ここはズバーっと行っちまおうぜ、リーダー!」
「アタイももう一度神狼と戦うのはしんどいにゃ…」
「ジェーメはお日様が見たいです!」
「投神様は岩の大地から来られたと仰ってましたね
一般人の方がこのダンジョンに深く潜れる可能性は低いです
ですので我らの目的地である“終絶の地”はもうすぐ、ということでしょう
ジェーメ様、もうすぐお日様を見れますよ」
「わーい!」
「そうなのか、投神殿?」
「オレヲツレテイッテクレ」
「はいはい…
ジェーメ、通訳を」
「投神くんは、いつ岩のところからここまで来たの?」
「イツ?…ダンジョンニハイッタノハアサダ」
「朝?今日の朝から潜ってここまで来たの?」
「??…キョウノアサダンジョンニハイッタ」
「一般人の彼の足で半日なら、もうすぐそこですよ!」
「…しかしこの地図では、まだ丸1日はかかる」
「地図が間違っている可能性もありますよ、ジンズ様」
「………」
「とにかく今日は行けるところまで行ってみませんか?
勇者様方も報告をお待ちでしょうし」
理知的なヨゥトがここまで先を急ぐのは珍しいことではあるが、確かに時間をかけ過ぎるのは駄目だ。

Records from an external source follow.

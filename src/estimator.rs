//! HyperLogLog++ sketches estimate the number of distinct hashes inserted into them and are
//! defined by two runtime parameters:
//! - `precision`: in [4..18] range, which defines number of bits to use for register indices.
//! - `sparse_threshold`: number of distinct hashes kept exactly before switching to registers.
//!
//! # Data-structure design rationale
//!
//! ## Low memory footprint
//!
//! For precision 14 with the default threshold of 4096:
//! - Cardinality in [0..4096] range - 4 bytes per distinct value (sparse representation)
//! - Cardinality in [4097..] range - 12292 bytes (dense representation, 6 bits per register)
//!
//! ## Determinism
//! - Sparse lists are kept sorted, registers only ever grow, so a sketch depends on the set of
//!   inserted hashes and not on their arrival order.
//! - The harmonic sum is recomputed from registers in index order on every estimate.
//!
//! ## High accuracy
//! - Up to `sparse_threshold` values the cardinality is counted exactly (within hash collision
//!   chance of the 31-bit encoding).
//! - Past it, linear counting is used while below the published HyperLogLog++ thresholds, and
//!   LogLog-Beta bias corrected HyperLogLog above them.
//!   - Expected error:
//!     P = 10: 1.04 / sqrt(2^10) = 3.25%
//!     P = 12: 1.04 / sqrt(2^12) = 1.62%
//!     P = 14: 1.04 / sqrt(2^14) = 0.81%
//!     P = 18: 1.04 / sqrt(2^18) = 0.20%
//!
//! # Data storage format
//!
//! ## Sparse representation
//! Sorted `Vec<u32>` of encoded hashes: bits `6..31` store the low 25 bits of the hash and
//! bits `0..6` its rank, enough to rebuild the register of any precision up to 18.
//!
//! ## Dense representation
//! `2^P` registers packed with 6 bits each into a `Vec<u32>`.

use std::fmt::{Debug, Formatter};
use std::hash::{BuildHasher, BuildHasherDefault, Hash};
use std::mem::size_of;

use wyhash::WyHash;

use crate::config::CardinalityConfig;
use crate::error::CardinalityError;
use crate::hyperloglog::HyperLogLog;
use crate::representation::{encode_hash, Representation, RepresentationTrait};
use crate::sparse::Sparse;
use crate::BucketOrd;

/// Hash the raw bytes of a field value.
#[inline]
pub fn hash_value(bytes: &[u8]) -> u64 {
    wyhash::wyhash(bytes, 0)
}

/// Mergeable HyperLogLog++ sketch of one bucket.
#[derive(Clone, PartialEq, Eq)]
pub struct Sketch {
    precision: u8,
    sparse_threshold: usize,
    pub(crate) repr: Representation,
}

impl Sketch {
    /// Creates new empty sketch, rejecting invalid settings
    pub fn new(config: &CardinalityConfig) -> Result<Self, CardinalityError> {
        config.validate()?;
        Ok(Self::with_params(
            config.precision,
            config.effective_sparse_threshold(),
        ))
    }

    /// Creates new empty sketch from already validated settings
    #[inline]
    pub(crate) fn with_params(precision: u8, sparse_threshold: usize) -> Self {
        Self {
            precision,
            sparse_threshold,
            repr: Representation::Sparse(Sparse::default()),
        }
    }

    /// Restore a sketch from its parts, validating every invariant
    #[cfg_attr(not(feature = "with_serde"), allow(dead_code))]
    pub(crate) fn from_parts(
        precision: u8,
        sparse_threshold: usize,
        repr: Representation,
    ) -> Result<Self, CardinalityError> {
        CardinalityConfig::default()
            .with_precision(precision)
            .with_sparse_threshold(sparse_threshold)
            .validate()?;
        if let Representation::Sparse(sparse) = &repr {
            if sparse.len() > sparse_threshold {
                return Err(CardinalityError::InvalidRepresentation(
                    "sparse list exceeds its threshold",
                ));
            }
        }
        Ok(Self {
            precision,
            sparse_threshold,
            repr,
        })
    }

    #[inline]
    pub fn precision(&self) -> u8 {
        self.precision
    }

    #[inline]
    pub fn sparse_threshold(&self) -> usize {
        self.sparse_threshold
    }

    /// Return whether the sketch still counts exactly
    #[inline]
    pub fn is_sparse(&self) -> bool {
        matches!(self.repr, Representation::Sparse(_))
    }

    /// Insert a hashable item
    #[inline]
    pub fn insert<T: Hash + ?Sized>(&mut self, item: &T) -> Result<(), CardinalityError> {
        let hash = BuildHasherDefault::<WyHash>::default().hash_one(item);
        self.insert_hash(hash)
    }

    /// Insert raw value bytes, hashed the same way collection hashes ordinal values
    #[inline]
    pub fn insert_bytes(&mut self, bytes: &[u8]) -> Result<(), CardinalityError> {
        self.insert_hash(hash_value(bytes))
    }

    /// Insert hash, promoting to dense registers once the sparse list outgrows its threshold
    #[inline]
    pub fn insert_hash(&mut self, hash: u64) -> Result<(), CardinalityError> {
        match &mut self.repr {
            Representation::Dense(hll) => {
                hll.insert_hash(hash);
                Ok(())
            }
            Representation::Sparse(sparse) => {
                sparse.insert_encoded_hash(encode_hash(hash));
                self.promote_if_needed()
            }
        }
    }

    /// Return cardinality estimate
    #[inline]
    pub fn estimate(&self) -> u64 {
        self.repr.estimate()
    }

    /// Merge `rhs` into `self`: set union while sparse, register-wise maximum when dense.
    ///
    /// The merged sketch keeps the smaller of both sparse thresholds.
    pub fn merge(&mut self, rhs: &Sketch) -> Result<(), CardinalityError> {
        if self.precision != rhs.precision {
            return Err(CardinalityError::PrecisionMismatch {
                left: self.precision,
                right: rhs.precision,
            });
        }
        self.sparse_threshold = self.sparse_threshold.min(rhs.sparse_threshold);
        match &rhs.repr {
            Representation::Sparse(rhs_sparse) => {
                match &mut self.repr {
                    Representation::Sparse(lhs) => lhs.union(rhs_sparse.items()),
                    Representation::Dense(lhs) => rhs_sparse
                        .items()
                        .iter()
                        .for_each(|&h| lhs.insert_encoded_hash(h)),
                }
                self.promote_if_needed()
            }
            Representation::Dense(rhs_hll) => {
                match &mut self.repr {
                    Representation::Dense(lhs) => lhs.merge(rhs_hll),
                    Representation::Sparse(lhs) => {
                        // when `self` is sparse - copy `rhs` registers and replay own hashes
                        let mut dense = rhs_hll.clone();
                        lhs.items()
                            .iter()
                            .for_each(|&h| dense.insert_encoded_hash(h));
                        self.repr = Representation::Dense(dense);
                    }
                }
                Ok(())
            }
        }
    }

    /// Return memory size of `Sketch`
    pub fn size_of(&self) -> usize {
        size_of::<Self>() - size_of::<Representation>() + self.repr.size_of()
    }

    /// Replace sparse representation by registers once it exceeds the threshold
    #[inline]
    fn promote_if_needed(&mut self) -> Result<(), CardinalityError> {
        if let Representation::Sparse(sparse) = &self.repr {
            if sparse.len() > self.sparse_threshold {
                let dense = HyperLogLog::from_items(self.precision, sparse.items())?;
                self.repr = Representation::Dense(dense);
            }
        }
        Ok(())
    }
}

impl Debug for Sketch {
    fn fmt(&self, f: &mut Formatter<'_>) -> std::fmt::Result {
        write!(
            f,
            "{{ representation: {}, precision: {}, estimate: {} }}",
            self.repr.name(),
            self.precision,
            self.estimate()
        )
    }
}

/// HyperLogLog++ sketches of many buckets, indexed by dense bucket ordinal.
///
/// Buckets are created on first collect; buckets never collected into report 0 and hold no
/// sketch.
#[derive(Debug, Clone)]
pub struct HyperLogLogPlusPlus {
    precision: u8,
    sparse_threshold: usize,
    sketches: Vec<Option<Sketch>>,
}

impl HyperLogLogPlusPlus {
    /// Creates sketches for `initial_buckets` buckets (growing on demand)
    pub fn new(config: &CardinalityConfig, initial_buckets: usize) -> Result<Self, CardinalityError> {
        config.validate()?;
        let mut sketches = Vec::new();
        sketches.resize_with(initial_buckets, || None);
        Ok(Self {
            precision: config.precision,
            sparse_threshold: config.effective_sparse_threshold(),
            sketches,
        })
    }

    #[inline]
    pub fn precision(&self) -> u8 {
        self.precision
    }

    /// One past the highest bucket ordinal that can hold a sketch
    #[inline]
    pub fn max_bucket(&self) -> BucketOrd {
        self.sketches.len()
    }

    /// Insert `hash` into the sketch of `bucket`
    #[inline]
    pub fn collect(&mut self, bucket: BucketOrd, hash: u64) -> Result<(), CardinalityError> {
        self.sketch_mut(bucket).insert_hash(hash)
    }

    /// Cardinality estimate of `bucket`, 0 when nothing was collected into it
    #[inline]
    pub fn cardinality(&self, bucket: BucketOrd) -> u64 {
        self.get(bucket).map_or(0, Sketch::estimate)
    }

    #[inline]
    pub fn get(&self, bucket: BucketOrd) -> Option<&Sketch> {
        self.sketches.get(bucket).and_then(Option::as_ref)
    }

    /// Merge an independent sketch into `bucket`
    pub fn merge(&mut self, bucket: BucketOrd, other: &Sketch) -> Result<(), CardinalityError> {
        if other.precision != self.precision {
            return Err(CardinalityError::PrecisionMismatch {
                left: self.precision,
                right: other.precision,
            });
        }
        self.sketch_mut(bucket).merge(other)
    }

    /// Independent copy of one bucket's sketch, suitable for a partial result
    pub fn clone_bucket(&self, bucket: BucketOrd) -> Option<Sketch> {
        self.get(bucket).cloned()
    }

    /// Return memory size of all sketches
    pub fn size_of(&self) -> usize {
        size_of::<Self>()
            + self
                .sketches
                .iter()
                .map(|s| s.as_ref().map_or(size_of::<Option<Sketch>>(), Sketch::size_of))
                .sum::<usize>()
    }

    fn sketch_mut(&mut self, bucket: BucketOrd) -> &mut Sketch {
        if bucket >= self.sketches.len() {
            self.sketches.resize_with(bucket + 1, || None);
        }
        let (precision, sparse_threshold) = (self.precision, self.sparse_threshold);
        self.sketches[bucket].get_or_insert_with(|| Sketch::with_params(precision, sparse_threshold))
    }
}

終絶の地の異変が、もし取り返しのつかないものに発展しつつあるのなら、早期に報告して対策を練らねばならん。
「よし、出発しよう」
「了解です、リーダー」
「オーケー!」
「分かったにゃー」
「お日様ー!」
「………」
私の最終決断に、皆が支持してくれる。
「投神殿、我らは目的地である“終絶の地”に向かう
そこで異変がないか調査するのが我らの任務なのだ」
「オレヲツレテイッテクレ」
「……了解した
貴殿を連れて行こう」
こうして宿には飛ばず、ダンジョン探索を続行することとなった。